I've tried couchsurfing. I tried contacting three people, never heard from any
of them. Perhaps I didn't write appealing messages, not sure what the reason
was. Or maybe they just signed up and aren't really into couchsurfing anymore.
It feels like being a guy on a dating site, you put a lot of effort into
writing messages and you are never quite sure if you are just wasting your
time.

I don't like where this analogy is going, but suffice it to say that finding
the service you need is easier when some money is involved. I have to admit
that on airbnb the first person ignored us too, but with the second one we now
have a reservation. Our trip is still in the future, so it remains to be seen
if everything goes well, but we are optimistic.

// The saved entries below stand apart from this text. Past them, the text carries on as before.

//! Aggregation Engine: catalog statistics and health checks.
//!
//! Every figure is computed by the store (`COUNT`, `SUM`, `MIN`, `MAX`,
//! grouped top-N) so no caller ever scans the product set. Prices are summed
//! as scaled integers, which keeps totals exact; the average is derived in
//! [`Decimal`] from that sum.
//!
//! Nothing is cached: each call reflects the rows present when it runs.

use rust_decimal::Decimal;
use serde::Serialize;
use sqlx::{Row, SqliteConnection};

use crate::error::{CatalogError, CatalogResult};
use crate::models::{
    price_from_stored, round_2, DepartmentId, DepartmentRef, ProductWithDepartment,
};
use crate::query::{product_from_row, PRODUCT_COLUMNS};
use crate::store::CatalogStore;

/// Retail price summary, rounded to two digits. `None` for an empty scope.
#[derive(Debug, Clone, Default, PartialEq, Serialize)]
pub struct PriceStats {
    pub average_price: Option<Decimal>,
    pub min_price: Option<Decimal>,
    pub max_price: Option<Decimal>,
}

#[derive(Debug, Clone, PartialEq, Eq, Serialize)]
pub struct TopEntry {
    pub name: String,
    pub count: i64,
}

#[derive(Debug, Clone, PartialEq, Serialize)]
pub struct AggregateStats {
    /// Set for department-scoped statistics.
    #[serde(skip_serializing_if = "Option::is_none")]
    pub department: Option<DepartmentRef>,
    pub total_products: i64,
    pub total_categories: i64,
    pub total_brands: i64,
    pub total_departments: i64,
    pub price_stats: PriceStats,
    pub top_categories: Vec<TopEntry>,
    pub top_brands: Vec<TopEntry>,
    pub top_departments: Vec<TopEntry>,
}

/// Post-load health report.
#[derive(Debug, Clone, PartialEq, Eq, Serialize)]
pub struct CatalogHealth {
    pub products: i64,
    pub departments: i64,
    /// Negative cost or non-positive retail price.
    pub invalid_prices: i64,
    /// Products whose department resolves.
    pub linked_products: i64,
    pub orphans: i64,
}

impl CatalogHealth {
    pub fn is_healthy(&self) -> bool {
        self.orphans == 0 && self.invalid_prices == 0 && self.linked_products == self.products
    }
}

/// `getStatistics`: catalog-wide figures with the `top_n` largest groups.
pub async fn get_statistics(store: &CatalogStore, top_n: i64) -> CatalogResult<AggregateStats> {
    aggregate(store, None, top_n).await
}

/// Same figures as [`get_statistics`], restricted to one department.
pub async fn get_department_statistics(
    store: &CatalogStore,
    department_id: DepartmentId,
    top_n: i64,
) -> CatalogResult<AggregateStats> {
    let department = store
        .department_ref(department_id)
        .await?
        .ok_or_else(|| CatalogError::not_found("department", department_id))?;
    aggregate(store, Some(department), top_n).await
}

async fn aggregate(
    store: &CatalogStore,
    department: Option<DepartmentRef>,
    top_n: i64,
) -> CatalogResult<AggregateStats> {
    if top_n < 1 {
        return Err(CatalogError::validation("top_n", "must be at least 1"));
    }
    let scope = department.as_ref().map(|d| d.id);

    // One snapshot for every figure.
    let mut tx = store.pool().begin().await?;

    let (where_sql, and_sql) = match scope {
        Some(_) => ("WHERE department_id = ?", "AND department_id = ?"),
        None => ("", ""),
    };

    let totals_sql = format!(
        r#"
        SELECT
            COUNT(*) AS total_products,
            COUNT(DISTINCT category) AS total_categories,
            COUNT(DISTINCT NULLIF(brand, '')) AS total_brands,
            COUNT(DISTINCT department_id) AS total_departments,
            SUM(retail_price) AS price_sum,
            MIN(retail_price) AS min_price,
            MAX(retail_price) AS max_price
        FROM products
        {}
        "#,
        where_sql
    );
    let mut totals = sqlx::query(&totals_sql);
    if let Some(id) = scope {
        totals = totals.bind(id);
    }
    let row = totals.fetch_one(&mut *tx).await?;

    let total_products: i64 = row.try_get("total_products")?;
    let price_stats = if total_products == 0 {
        PriceStats::default()
    } else {
        let sum: i64 = row.try_get("price_sum")?;
        let min: i64 = row.try_get("min_price")?;
        let max: i64 = row.try_get("max_price")?;
        PriceStats {
            average_price: Some(round_2(
                price_from_stored(sum) / Decimal::from(total_products),
            )),
            min_price: Some(round_2(price_from_stored(min))),
            max_price: Some(round_2(price_from_stored(max))),
        }
    };

    let top_categories = top_groups(
        &mut tx,
        &format!(
            "SELECT category AS name, COUNT(*) AS count FROM products {} GROUP BY category",
            where_sql
        ),
        scope,
        top_n,
    )
    .await?;
    let top_brands = top_groups(
        &mut tx,
        &format!(
            "SELECT brand AS name, COUNT(*) AS count FROM products WHERE brand != '' {} GROUP BY brand",
            and_sql
        ),
        scope,
        top_n,
    )
    .await?;
    let top_departments = top_groups(
        &mut tx,
        &format!(
            "SELECT d.name AS name, COUNT(*) AS count
             FROM products p JOIN departments d ON d.id = p.department_id
             {} GROUP BY d.id, d.name",
            where_sql.replace("department_id", "p.department_id")
        ),
        scope,
        top_n,
    )
    .await?;

    tx.commit().await?;

    Ok(AggregateStats {
        department,
        total_products,
        total_categories: row.try_get("total_categories")?,
        total_brands: row.try_get("total_brands")?,
        total_departments: row.try_get("total_departments")?,
        price_stats,
        top_categories,
        top_brands,
        top_departments,
    })
}

/// Largest groups first, ties by ascending name.
async fn top_groups(
    conn: &mut SqliteConnection,
    grouped_sql: &str,
    scope: Option<DepartmentId>,
    top_n: i64,
) -> CatalogResult<Vec<TopEntry>> {
    let sql = format!(
        "SELECT name, count FROM ({}) ORDER BY count DESC, name ASC LIMIT ?",
        grouped_sql
    );
    let mut query = sqlx::query(&sql);
    if let Some(id) = scope {
        query = query.bind(id);
    }
    let rows = query.bind(top_n).fetch_all(&mut *conn).await?;

    rows.iter()
        .map(|r| -> CatalogResult<TopEntry> {
            Ok(TopEntry {
                name: r.try_get("name")?,
                count: r.try_get("count")?,
            })
        })
        .collect()
}

/// `verifyCatalog`: counts that should line up after every load.
pub async fn verify_catalog(store: &CatalogStore) -> CatalogResult<CatalogHealth> {
    let row = sqlx::query(
        r#"
        SELECT
            (SELECT COUNT(*) FROM products) AS products,
            (SELECT COUNT(*) FROM departments) AS departments,
            (SELECT COUNT(*) FROM products WHERE cost < 0 OR retail_price <= 0) AS invalid_prices,
            (SELECT COUNT(*) FROM products p JOIN departments d ON d.id = p.department_id) AS linked_products,
            (SELECT COUNT(*) FROM products p LEFT JOIN departments d ON d.id = p.department_id
             WHERE d.id IS NULL) AS orphans
        "#,
    )
    .fetch_one(store.pool())
    .await?;

    Ok(CatalogHealth {
        products: row.try_get("products")?,
        departments: row.try_get("departments")?,
        invalid_prices: row.try_get("invalid_prices")?,
        linked_products: row.try_get("linked_products")?,
        orphans: row.try_get("orphans")?,
    })
}

/// `topMargins`: products with the largest absolute profit margin.
pub async fn top_margins(
    store: &CatalogStore,
    n: i64,
) -> CatalogResult<Vec<ProductWithDepartment>> {
    if n < 1 {
        return Err(CatalogError::validation("n", "must be at least 1"));
    }
    let sql = format!(
        "SELECT {} FROM products_with_margin ORDER BY profit_margin DESC, id ASC LIMIT ?",
        PRODUCT_COLUMNS
    );
    let rows = sqlx::query(&sql).bind(n).fetch_all(store.pool()).await?;
    rows.iter().map(product_from_row).collect()
}
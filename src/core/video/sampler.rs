//! Frame store - bridges the external frame sampler's output directory back
//! into indexed frames.
//!
//! The sampler writes zero-padded sequential files (`frame_0000.jpg`,
//! `frame_0001.jpg`, ...) in extraction order, so the frame index can always
//! be recovered from the file name alone, independent of video timestamps.

use once_cell::sync::Lazy;
use regex::Regex;
use std::fs;
use std::path::{Path, PathBuf};

use crate::core::error::AnalysisError;
use crate::core::video::frame::Frame;

static FRAME_FILE: Lazy<Regex> =
    Lazy::new(|| Regex::new(r"^frame_(\d+)\.(?:jpg|jpeg|png|bmp)$").unwrap());

/// Recover the extraction index from a sampled frame's file name.
pub fn parse_frame_index(file_name: &str) -> Option<u64> {
    let caps = FRAME_FILE.captures(file_name)?;
    caps.get(1)?.as_str().parse().ok()
}

/// File name the sampler uses for a given extraction index.
pub fn frame_file_name(index: u64) -> String {
    format!("frame_{index:04}.jpg")
}

#[derive(Debug, Clone)]
pub struct FrameFile {
    pub index: u64,
    pub path: PathBuf,
}

/// Read-only view over one video's sampled-frames directory.
pub struct FrameStore {
    dir: PathBuf,
}

impl FrameStore {
    pub fn new(dir: impl Into<PathBuf>) -> Self {
        Self { dir: dir.into() }
    }

    pub fn dir(&self) -> &Path {
        &self.dir
    }

    /// List frame files sorted by extraction index.
    ///
    /// Non-frame files are ignored. Two files resolving to the same index
    /// violate the sampler contract and are rejected.
    pub fn scan(&self) -> Result<Vec<FrameFile>, AnalysisError> {
        let mut files = Vec::new();
        for entry in fs::read_dir(&self.dir)? {
            let entry = entry?;
            let name = entry.file_name();
            let Some(name) = name.to_str() else {
                continue;
            };
            if let Some(index) = parse_frame_index(name) {
                files.push(FrameFile {
                    index,
                    path: entry.path(),
                });
            }
        }

        files.sort_by_key(|f| f.index);
        for pair in files.windows(2) {
            if pair[0].index == pair[1].index {
                return Err(AnalysisError::DuplicateFrame(pair[0].index));
            }
        }

        Ok(files)
    }

    /// Decode one frame file to RGBA.
    pub fn load(&self, file: &FrameFile) -> Result<Frame, AnalysisError> {
        let img = image::open(&file.path)?.to_rgba8();
        let (width, height) = img.dimensions();
        Ok(Frame::new(file.index, width, height, img.into_raw()))
    }
}

#[cfg(test)]
mod tests {
    use super::*;

    #[test]
    fn test_parse_frame_index() {
        assert_eq!(parse_frame_index("frame_0000.jpg"), Some(0));
        assert_eq!(parse_frame_index("frame_0042.jpg"), Some(42));
        assert_eq!(parse_frame_index("frame_1234.png"), Some(1234));
        assert_eq!(parse_frame_index("frame_10000.jpg"), Some(10000));
    }

    #[test]
    fn test_parse_rejects_non_frame_files() {
        assert_eq!(parse_frame_index("thumb_0001.jpg"), None);
        assert_eq!(parse_frame_index("frame_0001.txt"), None);
        assert_eq!(parse_frame_index("frame_.jpg"), None);
        assert_eq!(parse_frame_index(".DS_Store"), None);
    }

    #[test]
    fn test_file_name_round_trip() {
        assert_eq!(frame_file_name(7), "frame_0007.jpg");
        assert_eq!(parse_frame_index(&frame_file_name(7)), Some(7));
        // indices past 4 digits are not truncated
        assert_eq!(frame_file_name(12345), "frame_12345.jpg");
        assert_eq!(parse_frame_index(&frame_file_name(12345)), Some(12345));
    }

    #[test]
    fn test_scan_sorts_and_filters() {
        let dir = std::env::temp_dir().join("endoscan_scan_test");
        let _ = fs::remove_dir_all(&dir);
        fs::create_dir_all(&dir).unwrap();
        for name in ["frame_0003.jpg", "frame_0001.jpg", "frame_0010.jpg", "notes.txt"] {
            fs::write(dir.join(name), b"stub").unwrap();
        }

        let store = FrameStore::new(&dir);
        let files = store.scan().unwrap();
        let indices: Vec<u64> = files.iter().map(|f| f.index).collect();
        assert_eq!(indices, vec![1, 3, 10]);

        fs::remove_dir_all(&dir).unwrap();
    }

    #[test]
    fn test_scan_rejects_duplicate_index() {
        let dir = std::env::temp_dir().join("endoscan_dup_test");
        let _ = fs::remove_dir_all(&dir);
        fs::create_dir_all(&dir).unwrap();
        fs::write(dir.join("frame_0002.jpg"), b"stub").unwrap();
        fs::write(dir.join("frame_0002.png"), b"stub").unwrap();

        let store = FrameStore::new(&dir);
        let err = store.scan().unwrap_err();
        assert!(matches!(err, AnalysisError::DuplicateFrame(2)));

        fs::remove_dir_all(&dir).unwrap();
    }
}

I think which is for you, couchsurfing, airbnb or just a hotel really depends
on what you are looking for. If you are looking for friends and really
adventurous, couchsurfing does seem promising. If you can't spend hours trying
to hunt down a place to stay, but don't like the sterility and expense of a
full-blown hotel, airbnb might be the answer. Our next trip is to Boston, and
we got (or are promised) a full apartment for our use for a lot less than the
price of a hotel. Still, if you stricly need a place to stay that is
absolutely dependable and hassle-free, then go for a hotel.

------
mrduncan
Congrats on the coverage!

I met most of the AirBnB folks at Startup School (awesome party, by the way)
and they were all really awesome and helpful.

------
enki
congrats guys! had a great experience with airbnb when i moved to SF in march!